The vast majority of environmental microorganisms remain recalcitrant to culture under standard laboratory conditions, posing a long-standing and bottleneck in exploring microbial biodiversity and harnessing their metabolic potential for biotechnological and clinical applications. This review synthesizes state-of-the-art breakthroughs in combining ‌advanced cell sorting platforms‌ – including fluorescence-activated cell sorting (FACS), droplet microfluidics, polymerase chain reaction (PCR)-activated sorting, magnetic-activated systems, and novel label-free artificial intelligence (AI)-driven sorting technologies – with ‌innovative in situ culture approaches‌ such as diffusion chambers, isolation chips (iChip), and droplet-based microfluidic culture, and 3D bioprinting-assisted niche simulation.

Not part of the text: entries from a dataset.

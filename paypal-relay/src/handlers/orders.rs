//! Order relay handlers.
//!
//! Each handler acquires a fresh PayPal access token, forwards one call and
//! relays the provider's body unchanged.

use axum::{
    extract::{Path, State},
    http::StatusCode,
};

use crate::{error::RelayError, services::paypal::RelayedBody, startup::AppState};

/// Create the fixed single-item order. Any request body is ignored.
pub async fn create_order(
    State(state): State<AppState>,
) -> Result<(StatusCode, RelayedBody), RelayError> {
    tracing::info!("Creating PayPal order");

    let token = state
        .paypal
        .acquire_token()
        .await
        .map_err(RelayError::CreateOrder)?;

    let order = state
        .paypal
        .create_order(&token)
        .await
        .map_err(RelayError::CreateOrder)?;

    tracing::info!("PayPal order created");

    Ok((StatusCode::CREATED, order))
}

/// Capture an approved order.
pub async fn capture_order(
    State(state): State<AppState>,
    Path(order_id): Path<String>,
) -> Result<RelayedBody, RelayError> {
    tracing::info!(order_id = %order_id, "Capturing PayPal order");

    let token = state
        .paypal
        .acquire_token()
        .await
        .map_err(RelayError::CaptureOrder)?;

    let capture = state
        .paypal
        .capture_order(&token, &order_id)
        .await
        .map_err(RelayError::CaptureOrder)?;

    tracing::info!(order_id = %order_id, "PayPal order captured");

    Ok(capture)
}

/// Refund a captured payment.
pub async fn refund_capture(
    State(state): State<AppState>,
    Path(capture_id): Path<String>,
) -> Result<RelayedBody, RelayError> {
    tracing::info!(capture_id = %capture_id, "Refunding PayPal capture");

    let token = state
        .paypal
        .acquire_token()
        .await
        .map_err(RelayError::Refund)?;

    let refund = state
        .paypal
        .refund_capture(&token, &capture_id)
        .await
        .map_err(RelayError::Refund)?;

    tracing::info!(capture_id = %capture_id, "PayPal capture refunded");

    Ok(refund)
}
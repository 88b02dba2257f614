use axum::{extract::MatchedPath, extract::Request, middleware::Next, response::Response};
use metrics::{counter, histogram};
use std::time::Instant;

pub async fn metrics_middleware(req: Request, next: Next) -> Response {
    let start = Instant::now();
    let method = req.method().to_string();
    // Route template keeps order and capture ids out of the label set.
    let path = req
        .extensions()
        .get::<MatchedPath>()
        .map(|p| p.as_str().to_string())
        .unwrap_or_else(|| req.uri().path().to_string());

    let response = next.run(req).await;

    let duration = start.elapsed();
    let status = response.status().as_u16().to_string();

    let labels = [("method", method), ("path", path), ("status", status)];

    counter!("http_requests_total", &labels).increment(1);
    histogram!("http_request_duration_seconds", &labels).record(duration.as_secs_f64());

    response
}
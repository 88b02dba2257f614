use metrics_exporter_prometheus::{PrometheusBuilder, PrometheusHandle};
use service_core::error::AppError;
use std::sync::OnceLock;

pub static METRICS_HANDLE: OnceLock<PrometheusHandle> = OnceLock::new();

/// Install the global Prometheus recorder. Call once, from `main`.
pub fn init_metrics() -> Result<(), AppError> {
    let handle = PrometheusBuilder::new().install_recorder().map_err(|e| {
        AppError::InternalError(anyhow::anyhow!("failed to install Prometheus recorder: {}", e))
    })?;

    METRICS_HANDLE.set(handle).map_err(|_| {
        AppError::InternalError(anyhow::anyhow!("metrics handle already initialized"))
    })
}

pub fn get_metrics() -> String {
    METRICS_HANDLE
        .get()
        .map(|handle| handle.render())
        .unwrap_or_else(|| "# Metrics recorder not initialized\n".to_string())
}
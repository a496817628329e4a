//! Root composition of the sync client.
//!
//! [`ShipClient`] owns the one cache, the one realtime service and the
//! notification channel, and hands out mutation controllers wired to them.

use ship_cache::{CacheConfig, QueryCache, QueryFetcher};
use ship_core::{ProjectId, UserId};
use std::sync::Arc;
use tokio::sync::{mpsc, watch};
use tracing::info;

use crate::api_client::{MessageApi, RestClient, SaveApi, VoteApi};
use crate::config::ShipConfig;
use crate::error::ClientError;
use crate::mutation::{MessageSendController, SaveController, VoteController};
use crate::notifications::{Notification, NotificationAction, Notifier};
use crate::persistence::CredentialStore;
use crate::prefetch::{warm_up, WarmupReport};
use crate::realtime::{ConnectionHandle, ConnectionState, RealtimeService, RealtimeSettings};
use crate::routes::RestFetcher;
use crate::socketio::{Connector, SocketIoConnector};
use crate::sync::register_domain_handlers;

/// The server-facing seams the client is assembled from.
#[derive(Clone)]
pub struct Backends {
    pub fetcher: Arc<dyn QueryFetcher>,
    pub votes: Arc<dyn VoteApi>,
    pub messages: Arc<dyn MessageApi>,
    pub saves: Arc<dyn SaveApi>,
    pub connector: Arc<dyn Connector>,
}

impl Backends {
    /// REST for queries and mutations, Socket.IO for events.
    pub fn network(config: &ShipConfig, credentials: Arc<CredentialStore>) -> Result<Self, ClientError> {
        let rest = Arc::new(RestClient::new(config, credentials)?);
        let connector = SocketIoConnector::new(config.request_timeout())
            .map_err(crate::realtime::RealtimeError::from)?;
        Ok(Self {
            fetcher: Arc::new(RestFetcher::new(RestClient::clone(&rest))),
            votes: rest.clone(),
            messages: rest.clone(),
            saves: rest,
            connector: Arc::new(connector),
        })
    }
}

#[derive(Debug)]
pub struct StartReport {
    pub warmup: WarmupReport,
    pub connection: ConnectionHandle,
    /// False if handlers were already registered on this connection.
    pub handlers_registered: bool,
}

pub struct ShipClient {
    config: ShipConfig,
    credentials: Arc<CredentialStore>,
    backends: Backends,
    cache: QueryCache,
    realtime: RealtimeService,
    notifier: Notifier,
}

impl ShipClient {
    /// Build the client against the live backend.
    pub fn new(config: ShipConfig) -> Result<(Self, mpsc::Receiver<Notification>), ClientError> {
        let credentials = Arc::new(CredentialStore::open(&config.credentials_path)?);
        let backends = Backends::network(&config, Arc::clone(&credentials))?;
        Ok(Self::from_parts(config, credentials, backends))
    }

    pub fn from_parts(
        config: ShipConfig,
        credentials: Arc<CredentialStore>,
        backends: Backends,
    ) -> (Self, mpsc::Receiver<Notification>) {
        let cache_config = CacheConfig::new().with_stale_time(config.cache.default_stale());
        let cache = QueryCache::with_fetcher(cache_config, Arc::clone(&backends.fetcher));
        let realtime = RealtimeService::new(
            Arc::clone(&backends.connector),
            RealtimeSettings::from_config(&config),
        );
        let (notifier, rx) = Notifier::channel(config.notifications.capacity);
        let client = Self {
            config,
            credentials,
            backends,
            cache,
            realtime,
            notifier,
        };
        (client, rx)
    }

    pub fn config(&self) -> &ShipConfig {
        &self.config
    }

    pub fn cache(&self) -> &QueryCache {
        &self.cache
    }

    pub fn realtime(&self) -> &RealtimeService {
        &self.realtime
    }

    pub fn notifier(&self) -> &Notifier {
        &self.notifier
    }

    pub fn credentials(&self) -> &Arc<CredentialStore> {
        &self.credentials
    }

    /// Warm the cache, open the event stream and attach the sync handlers.
    pub async fn start(&self) -> Result<StartReport, ClientError> {
        let authenticated = self.credentials.is_authenticated();
        let warmup = warm_up(&self.cache, authenticated, &self.config.prefetch).await;
        let connection = self.realtime.connect(&self.config.socket_url)?;
        let handlers_registered = register_domain_handlers(&connection, &self.cache, &self.notifier)?;
        if handlers_registered {
            tokio::spawn(notify_on_failure(
                connection.watch_state(),
                self.notifier.clone(),
            ));
        }
        info!(
            authenticated,
            warmed = warmup.succeeded,
            url = connection.url(),
            "Sync client started"
        );
        Ok(StartReport {
            warmup,
            connection,
            handlers_registered,
        })
    }

    pub fn vote_controller(&self, project_id: ProjectId) -> VoteController {
        VoteController::from_cache(
            project_id,
            Arc::clone(&self.backends.votes),
            self.cache.clone(),
            self.notifier.clone(),
        )
    }

    pub fn message_controller(&self, recipient: UserId) -> MessageSendController {
        MessageSendController::new(
            recipient,
            Arc::clone(&self.backends.messages),
            self.cache.clone(),
            self.notifier.clone(),
        )
    }

    pub fn save_controller(&self, project_id: ProjectId) -> SaveController {
        SaveController::new(
            project_id,
            Arc::clone(&self.backends.saves),
            self.cache.clone(),
            self.notifier.clone(),
        )
    }

    /// Replace the current event stream with a fresh connection.
    ///
    /// This is the answer to a [`NotificationAction::Reconnect`] after the
    /// stream gave up.
    pub async fn reconnect(&self) -> Result<StartReport, ClientError> {
        self.realtime.teardown().await;
        self.start().await
    }

    /// Close the event stream. The cache is kept.
    pub async fn shutdown(&self) {
        self.realtime.teardown().await;
        info!("Sync client stopped");
    }
}

/// Tell the user once the event stream has stopped retrying.
async fn notify_on_failure(mut state: watch::Receiver<ConnectionState>, notifier: Notifier) {
    if state.wait_for(|s| *s == ConnectionState::Failed).await.is_ok() {
        notifier.notify(
            Notification::warning("Live updates paused")
                .with_description("Could not reach the realtime server")
                .with_action(NotificationAction::Reconnect),
        );
    }
}
//! The seam between the cache and whatever loads data for a key.

use async_trait::async_trait;
use serde_json::Value;
use ship_core::QueryKey;
use std::sync::Arc;

use crate::error::FetchError;

/// Loads the authoritative value for a cache key.
///
/// Implementations must be safe to call concurrently for different keys.
/// The cache guarantees at most one call in flight per key.
#[async_trait]
pub trait QueryFetcher: Send + Sync {
    async fn fetch(&self, key: &QueryKey) -> Result<Value, FetchError>;
}

#[async_trait]
impl<F: QueryFetcher + ?Sized> QueryFetcher for Arc<F> {
    async fn fetch(&self, key: &QueryKey) -> Result<Value, FetchError> {
        (**self).fetch(key).await
    }
}
//! Fuzz target for the Engine.IO and Socket.IO packet decoders.
//!
//! Any input must decode to a packet or an error without panicking, and a
//! decoded Socket.IO packet must survive re-encoding.
//!
//! Run with: cargo +nightly fuzz run packet_fuzz -- -max_total_time=60

#![no_main]

use libfuzzer_sys::fuzz_target;
use ship_client::socketio::packet::decode_payload;
use ship_client::socketio::{EnginePacket, SocketPacket};

fuzz_target!(|data: &[u8]| {
    let Ok(input) = std::str::from_utf8(data) else {
        return;
    };

    let _ = EnginePacket::decode(input);
    for packet in decode_payload(input).into_iter().flatten() {
        let _ = packet.encode();
    }

    if let Ok(packet) = SocketPacket::decode(input) {
        let encoded = packet.encode();
        assert!(
            SocketPacket::decode(&encoded).is_ok(),
            "re-encoded packet failed to decode: {encoded:?}"
        );
    }
});
//! Cache entries and the read snapshot handed to callers.

use chrono::Utc;
use serde::de::DeserializeOwned;
use serde_json::Value;
use ship_core::{QueryKey, Timestamp};
use std::time::Duration;

use crate::error::{CacheError, CacheResult};

/// Lifecycle status of a cache entry.
#[derive(Debug, Clone, Copy, PartialEq, Eq, Hash)]
pub enum EntryStatus {
    /// Data matches the last completed fetch and nothing has invalidated it.
    Fresh,
    /// Invalidated or failed; the next read should refetch.
    Stale,
    /// A fetch is in flight.
    Fetching,
}

/// Point-in-time copy of one cache entry.
#[derive(Debug, Clone, PartialEq)]
pub struct CacheEntry {
    pub key: QueryKey,
    pub data: Option<Value>,
    pub status: EntryStatus,
    pub last_updated: Option<Timestamp>,
}

impl CacheEntry {
    /// How long ago the data was written, if it ever was.
    pub fn age(&self) -> Option<Duration> {
        self.last_updated.map(|at| {
            Utc::now()
                .signed_duration_since(at)
                .to_std()
                .unwrap_or(Duration::ZERO)
        })
    }

    /// True if the entry is `Fresh` and was written within `stale_time`.
    pub fn is_fresh_within(&self, stale_time: Duration) -> bool {
        self.status == EntryStatus::Fresh
            && self.data.is_some()
            && self.age().is_some_and(|age| age <= stale_time)
    }

    /// Deserialize the data into a typed value.
    pub fn decode<T: DeserializeOwned>(&self) -> CacheResult<Option<T>> {
        match &self.data {
            None => Ok(None),
            Some(value) => serde_json::from_value(value.clone())
                .map(Some)
                .map_err(|e| CacheError::Decode {
                    key: self.key.clone(),
                    reason: e.to_string(),
                }),
        }
    }
}

/// Internal mutable state of one entry.
#[derive(Debug)]
pub(crate) struct Slot {
    /// Identity of this entry; a new serial is assigned when a key is
    /// recreated after eviction.
    pub serial: u64,
    /// Bumped by every invalidation.
    pub generation: u64,
    pub data: Option<Value>,
    pub status: EntryStatus,
    pub last_updated: Option<Timestamp>,
    pub in_flight: bool,
    /// An invalidation arrived while a fetch was in flight.
    pub refetch_queued: bool,
}

impl Slot {
    pub fn empty(serial: u64) -> Self {
        Self {
            serial,
            generation: 0,
            data: None,
            status: EntryStatus::Stale,
            last_updated: None,
            in_flight: false,
            refetch_queued: false,
        }
    }

    pub fn with_data(serial: u64, data: Value) -> Self {
        Self {
            data: Some(data),
            status: EntryStatus::Fresh,
            last_updated: Some(Utc::now()),
            ..Self::empty(serial)
        }
    }

    pub fn write(&mut self, data: Value) {
        self.data = Some(data);
        self.last_updated = Some(Utc::now());
    }

    pub fn snapshot(&self, key: &QueryKey) -> CacheEntry {
        CacheEntry {
            key: key.clone(),
            data: self.data.clone(),
            status: self.status,
            last_updated: self.last_updated,
        }
    }
}

#[cfg(test)]
mod tests {
    use super::*;
    use serde_json::json;
    use ship_core::keys;

    #[test]
    fn test_fresh_within_requires_data_and_fresh_status() {
        let key = keys::projects();
        let mut slot = Slot::with_data(1, json!([1]));
        assert!(slot.snapshot(&key).is_fresh_within(Duration::from_secs(60)));

        slot.status = EntryStatus::Stale;
        assert!(!slot.snapshot(&key).is_fresh_within(Duration::from_secs(60)));

        let empty = Slot::empty(2);
        assert!(!empty.snapshot(&key).is_fresh_within(Duration::from_secs(60)));
    }

    #[test]
    fn test_old_entry_is_not_fresh() {
        let key = keys::projects();
        let mut slot = Slot::with_data(1, json!([]));
        slot.last_updated = Some(Utc::now() - chrono::Duration::minutes(20));
        let entry = slot.snapshot(&key);
        assert!(!entry.is_fresh_within(Duration::from_secs(15 * 60)));
        assert!(entry.age().unwrap() >= Duration::from_secs(20 * 60 - 1));
    }

    #[test]
    fn test_decode_reports_key() {
        let slot = Slot::with_data(1, json!("not a number"));
        let err = slot
            .snapshot(&keys::saved_projects())
            .decode::<i64>()
            .unwrap_err();
        assert!(matches!(err, CacheError::Decode { .. }));
    }
}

By coupling high-resolution, viability-preserving sorting strategies with culture devices that faithfully replicate the native ecological niches (including physicochemical gradients, symbiotic interactions, and nutrient dynamics), these integrated workflows dramatically enhance the recovery of previously uncultured microbes that constitute the so-called microbial “dark matter”. Besides, emerging trends such as ‌machine learning-guided medium optimization‌, ‌automated high-throughput culture pipelines‌, and single-cell culture-transfer methods and spatial omics-integrated culture monitoring are highlighted as transformative tools for next-generation microbiology. In conclusion, the combination of microbial cell sorting and cultivation technologies is a great significance for accelerating the discovery of novel antibiotics and engineered strains, as well as exploring the interaction mechanisms between microorganisms and hosts.